複利というのは、投資で得た利益、あるいは銀行預金の利息をそのまま次回に投資する際の資金に組み入れすることです。逆に、利益は投資に回さずによけてしまうことを単利といいます。複利と単利、数ヶ月や数年といった短期でしたらそれほど差は出ないのですが、年を重ねるうちに差が大きくなってきます。

たとえば、あなたが100万円を年率5%で運用できたとします。20年後には、単利での運用の場合には200万円ほどですが、複利の場合、だいたい265万円にまで殖えます。それより長い間、資金の運用を続けていけば、その差はもっともっと広がります。手元にお金が少しでも多く残った方が安心、という方は、複利の力を利用して悪いことはないはずです。

最後に

長くなりましたが、REITについてお話させていただきました。

バブルの頃には銀行などの10年預金金利が8-9%ということもあったようですが、政府の借金も最大級に膨らんだ今、そういった恩恵にあずかるのは難しそうです。

お金に働いてもらって資産を殖やすぞ!という場合、投資先はもちろんFXでも株式でもいいですが、REITという選択肢もあるということをお伝えできれば、と思いました。

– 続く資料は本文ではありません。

//! Append-only audit log
//!
//! One record per admission decision, rejected or flagged edge, and temporal
//! finding. Records carry the full strength computation and triangulation
//! check so a decision can be re-derived independently.

use crate::{AssertionKey, ClaimId, EventId, EvidenceSummary, NodeRef, ReasonCode};
use serde::{Deserialize, Serialize};

/// Outcome of an admission decision
#[derive(Debug, Clone, Copy, PartialEq, Eq, Hash, Serialize, Deserialize)]
#[serde(rename_all = "snake_case")]
pub enum AdmissionDecision {
    /// A new claim was admitted
    Admitted,
    /// Merged with a compatible claim into a new version
    Merged,
    /// Compatible with an existing claim and added nothing
    Duplicate,
    /// Recorded, but outranked by a stronger incompatible claim
    Outranked,
    /// Declined; a void was emitted
    Rejected,
}

/// Result of the triangulation rule for one candidate
#[derive(Debug, Clone, Copy, PartialEq, Serialize, Deserialize)]
pub struct TriangulationCheck {
    /// Whether the candidate's significance requires triangulation
    pub required: bool,
    /// Linked traces
    pub trace_count: usize,
    /// Distinct substrates among them
    pub distinct_substrates: usize,
    /// Traces required
    pub min_traces: usize,
    /// Substrates required
    pub min_substrates: usize,
}

impl TriangulationCheck {
    /// Whether the evidence meets the thresholds (regardless of `required`)
    pub fn met(&self) -> bool {
        self.trace_count >= self.min_traces && self.distinct_substrates >= self.min_substrates
    }

    /// Whether the candidate passes (not required, or met)
    pub fn passed(&self) -> bool {
        !self.required || self.met()
    }
}

/// One audited occurrence
#[derive(Debug, Clone, PartialEq, Serialize, Deserialize)]
#[serde(tag = "type", rename_all = "snake_case")]
pub enum AuditEvent {
    /// Admission decision for a candidate claim
    Admission {
        /// Candidate label
        label: String,
        /// Candidate key
        key: AssertionKey,
        /// Outcome
        decision: AdmissionDecision,
        /// Claim created or matched
        #[serde(default, skip_serializing_if = "Option::is_none")]
        claim: Option<ClaimId>,
        /// Strength computation
        evidence: EvidenceSummary,
        /// Triangulation check
        triangulation: TriangulationCheck,
        /// Score after dependency capping
        confidence_score: f64,
        /// Rejection reasons
        #[serde(default, skip_serializing_if = "Vec::is_empty")]
        reasons: Vec<ReasonCode>,
        /// Non-fatal flags raised
        #[serde(default, skip_serializing_if = "Vec::is_empty")]
        flags: Vec<ReasonCode>,
        /// Claim this decision superseded
        #[serde(default, skip_serializing_if = "Option::is_none")]
        superseded: Option<ClaimId>,
        /// Free-form detail
        #[serde(default, skip_serializing_if = "String::is_empty")]
        detail: String,
    },
    /// Causal edge outcome
    Edge {
        /// Cause node
        cause: NodeRef,
        /// Effect node
        effect: NodeRef,
        /// Backing claim
        claim: ClaimId,
        /// Reason the edge was rejected or flagged
        reason: ReasonCode,
        /// Whether the edge was kept
        retained: bool,
        /// Free-form detail
        detail: String,
    },
    /// Temporal solver finding for one event
    Temporal {
        /// Event
        event: EventId,
        /// Finding
        reason: ReasonCode,
        /// Iterations used by the component solve
        iterations: usize,
        /// Last maximum shift
        residual: f64,
    },
}

/// Sequenced audit entry
#[derive(Debug, Clone, PartialEq, Serialize, Deserialize)]
pub struct AuditRecord {
    /// Position in the log, starting at 0
    pub sequence: u64,
    /// What happened
    pub event: AuditEvent,
}

/// Append-only sequence of audit records
#[derive(Debug, Clone, Default, PartialEq, Serialize, Deserialize)]
pub struct AuditTrail {
    records: Vec<AuditRecord>,
}

impl AuditTrail {
    /// Create an empty trail
    pub fn new() -> Self {
        Self::default()
    }

    /// Append an event and return its sequence number
    pub fn append(&mut self, event: AuditEvent) -> u64 {
        let sequence = self.records.len() as u64;
        self.records.push(AuditRecord { sequence, event });
        sequence
    }

    /// Append every event in order
    pub fn extend<I: IntoIterator<Item = AuditEvent>>(&mut self, events: I) {
        for event in events {
            self.append(event);
        }
    }

    /// All records in order
    pub fn records(&self) -> &[AuditRecord] {
        &self.records
    }

    /// Records appended after `sequence` (exclusive)
    pub fn since(&self, sequence: u64) -> &[AuditRecord] {
        let start = (sequence as usize + 1).min(self.records.len());
        &self.records[start..]
    }

    /// Number of records
    pub fn len(&self) -> usize {
        self.records.len()
    }

    /// Whether the trail is empty
    pub fn is_empty(&self) -> bool {
        self.records.is_empty()
    }
}

#[cfg(test)]
mod tests {
    use super::*;

    fn temporal(event: &str) -> AuditEvent {
        AuditEvent::Temporal {
            event: EventId::new(event),
            reason: ReasonCode::TemporalUnderdetermined,
            iterations: 200,
            residual: 0.01,
        }
    }

    #[test]
    fn test_sequences_are_dense() {
        let mut trail = AuditTrail::new();
        assert_eq!(trail.append(temporal("a")), 0);
        assert_eq!(trail.append(temporal("b")), 1);
        trail.extend(vec![temporal("c")]);
        assert_eq!(trail.len(), 3);
        assert_eq!(trail.since(0).len(), 2);
        assert!(trail.since(10).is_empty());
    }

    #[test]
    fn test_triangulation_check() {
        let check = TriangulationCheck {
            required: true,
            trace_count: 1,
            distinct_substrates: 1,
            min_traces: 3,
            min_substrates: 2,
        };
        assert!(!check.passed());
        let local = TriangulationCheck {
            required: false,
            ..check
        };
        assert!(local.passed());
        assert!(!local.met());
    }
}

「卵は一つのカゴに盛るな」分散投資のたとえもありますが、不動産=REITは先に挙げた商品とは違った値動きをするクセもあり、合わせて検討してみてもよい商品ではないでしょうか。  ・・・・・・・・・・・・・・・・・・・・・・・・・・・・・・・・・・・・・・・・・・・・・・・・・・・・・・
※本記事は一般的な情報に過ぎず、適用法令等の改正、前提事実や個人状況の違いおよび変化によって、掲載内容と実際の結果が異なってしまう可能性があります。従って本記事の掲載内容については一切の責任を負いかねますので、内容の解釈や実践はご自身の責任で行い、専門家に相談されることを推奨いたします。